Zu oft haben wir die Sehnsucht mit Besitzgier verwechselt. Zu oft
waren unsere Gefühle nichts als Handlanger der Ausbeutung. Nur
wer sich in die Schönheiten der Natur verliebt, begreift sie;
wer sie als Spiegelbild seiner selbst mißbraucht, verkümmert
zum Narziß
Das Glück der Schönheit liegt in der selbstvergessenen Anschauung.
So ist es in der Liebe,
so ist es in der Kunst.
Unser Vater der Ästhetik, Aristoteles, sagte von der Kunst, daß
ihre Aufgabe die Nachahmung sei. Dabei dachte er nicht an eine bloße
Nachäffung der Natur, sondern an eine Vervollkommnung dessen,
was wir in ihr sehen, tasten, hören und erleben. Unsere heutige
Welt mit ihren Städten, Fabriken, Wohnsilos, Autobahnen und Atomkraftwerken
hat diese Vervollkommnung, die die Schönheit ausmacht, bitter
nötig.
Wir reden von der Natur wie von einer fernen Geliebten. Die Welt,
in der wir leben, schmerzt uns. Wir spüren, wie sich der Verfall
in sie einnistet, wie Tod sie umlauert. Die Vögel verirren sich
im Dunstgrau des Himmels, das Wild nimmt keine Fährte mehr auf,
die Pflanzen erschauern vor dem Pesthauch der Industrie, die uns den
Luxus als Henkersmahlzeit vorsetzt. Wir lachen über Pan, wenn
er tollpatschig durch die sterbenden Parks stürmt, um die Einsamkeit
seiner Lust mit einer Nymphe zu teilen.
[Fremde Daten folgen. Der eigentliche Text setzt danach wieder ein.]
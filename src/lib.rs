//! scrivener - A CLI tool that generates contract-validated commit messages from staged changes.
//!
//! # Overview
//!
//! scrivener reads the staged files and their owning modules, asks the Claude
//! Code CLI for a commit message, strips the chatter models wrap around it,
//! and prints it between fixed delimiters followed by an advisory report
//! against a versioned commit-message contract.

pub mod config;
pub mod context;
pub mod contract;
pub mod error;
pub mod generation;
pub mod logging;
pub mod pipeline;
pub mod protocol;
pub mod sanitize;

// Re-export commonly used types
pub use context::{ChangeContext, StagedFile};
pub use contract::{Contract, ContractSource, Severity, ValidationReport, Violation};
pub use error::{ClaudeError, ConfigError, ContextError, ContractError, GenerationError, PipelineError};
pub use generation::{AgentDefinition, ClaudeGenerator, GenerationRequest, Generator, RawOutput};
pub use pipeline::{Pipeline, RunOutcome};
pub use sanitize::{SanitizedMessage, Sanitizer};
//! Module ownership map loaded from `.scrivener/modules.toml`.
//!
//! ```toml
//! [modules.cli]
//! paths = ["src/cli/", "src/main.rs"]
//!
//! [modules.docs]
//! paths = ["docs/**", "*.md"]
//! ```

use std::collections::BTreeSet;
use std::path::Path;

use regex_lite::Regex;
use tracing::debug;

use crate::error::ConfigError;

/// Default location of the module map, relative to the repository root.
pub const DEFAULT_MODULES_PATH: &str = ".scrivener/modules.toml";

#[derive(Debug, Clone)]
enum PathPattern {
    /// `dir/` matches everything below `dir`.
    Prefix(String),
    Exact(String),
    Glob(Regex),
}

impl PathPattern {
    fn parse(pattern: &str) -> Result<Self, String> {
        let pattern = pattern.trim().trim_start_matches("./");
        if pattern.is_empty() {
            return Err("empty path pattern".to_string());
        }
        if pattern.ends_with('/') {
            return Ok(PathPattern::Prefix(pattern.to_string()));
        }
        if pattern.contains(['*', '?']) {
            let re = Regex::new(&glob_to_regex(pattern)).map_err(|e| e.to_string())?;
            return Ok(PathPattern::Glob(re));
        }
        Ok(PathPattern::Exact(pattern.to_string()))
    }

    fn matches(&self, path: &str) -> bool {
        match self {
            PathPattern::Prefix(prefix) => path.starts_with(prefix.as_str()),
            PathPattern::Exact(exact) => path == exact,
            PathPattern::Glob(re) => re.is_match(path),
        }
    }
}

/// Translate a path glob into an anchored regex.
///
/// `*` stays within a path segment, `**` crosses segments, `?` is one char.
fn glob_to_regex(glob: &str) -> String {
    let mut re = String::from("^");
    let mut chars = glob.chars().peekable();

    while let Some(c) = chars.next() {
        match c {
            '*' if chars.peek() == Some(&'*') => {
                chars.next();
                if chars.peek() == Some(&'/') {
                    chars.next();
                    re.push_str("(?:.*/)?");
                } else {
                    re.push_str(".*");
                }
            }
            '*' => re.push_str("[^/]*"),
            '?' => re.push_str("[^/]"),
            other => re.push_str(&regex_lite::escape(other.encode_utf8(&mut [0u8; 4]))),
        }
    }

    re.push('$');
    re
}

#[derive(Debug, Clone)]
struct ModuleRule {
    name: String,
    patterns: Vec<PathPattern>,
}

/// Maps repository paths to the modules that own them.
#[derive(Debug, Clone, Default)]
pub struct ModuleMap {
    rules: Vec<ModuleRule>,
}

impl ModuleMap {
    /// A map that owns nothing; every file renders as `NONE`.
    pub fn empty() -> Self {
        Self::default()
    }

    /// Load the map from `path`. A missing file yields an empty map.
    pub fn load(path: &Path) -> Result<Self, ConfigError> {
        if !path.exists() {
            debug!("No module map at {}, all files unowned", path.display());
            return Ok(Self::empty());
        }
        let content = std::fs::read_to_string(path).map_err(|e| ConfigError::ReadFailed {
            path: path.to_path_buf(),
            source: e,
        })?;
        Self::parse(&content, path)
    }

    /// Parse TOML content. `origin` is only used in error messages.
    pub fn parse(content: &str, origin: &Path) -> Result<Self, ConfigError> {
        let invalid = |reason: String| ConfigError::ModuleMapInvalid {
            path: origin.to_path_buf(),
            reason,
        };

        let doc = content
            .parse::<toml_edit::DocumentMut>()
            .map_err(|e| invalid(format!("Invalid TOML: {}", e)))?;

        let Some(modules) = doc.get("modules") else {
            return Ok(Self::empty());
        };
        let modules = modules
            .as_table_like()
            .ok_or_else(|| invalid("`modules` must be a table".to_string()))?;

        let mut rules = Vec::new();
        for (name, item) in modules.iter() {
            let paths = item
                .get("paths")
                .and_then(|p| p.as_array())
                .ok_or_else(|| invalid(format!("module '{}' needs a `paths` array", name)))?;

            let mut patterns = Vec::new();
            for value in paths.iter() {
                let raw = value
                    .as_str()
                    .ok_or_else(|| invalid(format!("module '{}' has a non-string path", name)))?;
                let pattern = PathPattern::parse(raw)
                    .map_err(|e| invalid(format!("module '{}': {}", name, e)))?;
                patterns.push(pattern);
            }

            rules.push(ModuleRule {
                name: name.to_string(),
                patterns,
            });
        }

        Ok(Self { rules })
    }

    /// Every module with a pattern matching `path`.
    pub fn owners(&self, path: &str) -> BTreeSet<String> {
        self.rules
            .iter()
            .filter(|rule| rule.patterns.iter().any(|p| p.matches(path)))
            .map(|rule| rule.name.clone())
            .collect()
    }

    pub fn len(&self) -> usize {
        self.rules.len()
    }

    pub fn is_empty(&self) -> bool {
        self.rules.is_empty()
    }
}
Wir machen die Idylle zum
Schimpfwort und betäuben uns mit der Droge Fortschritt und dem
Geklingel der Ladenkassen. Wir sind tatenlose Zuschauer des Dramas,
das sich vor unseren Augen abspielt, dieses Spektakels, das jede Beunruhigung
nur als Posse erlaubt. Wir haben den Handlungsfaden längst verloren.
Die Bilder Walter Heckmanns gehen von diesen Erschütterungen
aus, die wir mit viel Aufwand zu übertünchen und kaschieren
trachten. Er zeigt eine aufbegehrende, wuchernde Natur, den Aufstand
der Pflanzen gegen die Ausdorrung, die sanfte Gewalt der Blüte
gegen den Ansturm des Abfalls, der unserem Genuß eine posthume
Scheußlichkeit verleiht, den Kampf des Himmelsblaus gegen den
Nebel der Maschinen, die namenlose Einsamkeit menschenverlorener Gegenden,
in der nur noch Narben an Geschichte und Menschen erinnern. Es ist
das Theater des Verfalls, der die Welt wieder für das Leben freizumachen
sucht. Schönheit deutet sich an, verletzlich wie eine aufspringende
Blüte, zwischen Ruinen, Verkarstung und Müll, die schmerzliche
Ahnung einer Schönheit, die nicht mehr ist und wieder sein kann.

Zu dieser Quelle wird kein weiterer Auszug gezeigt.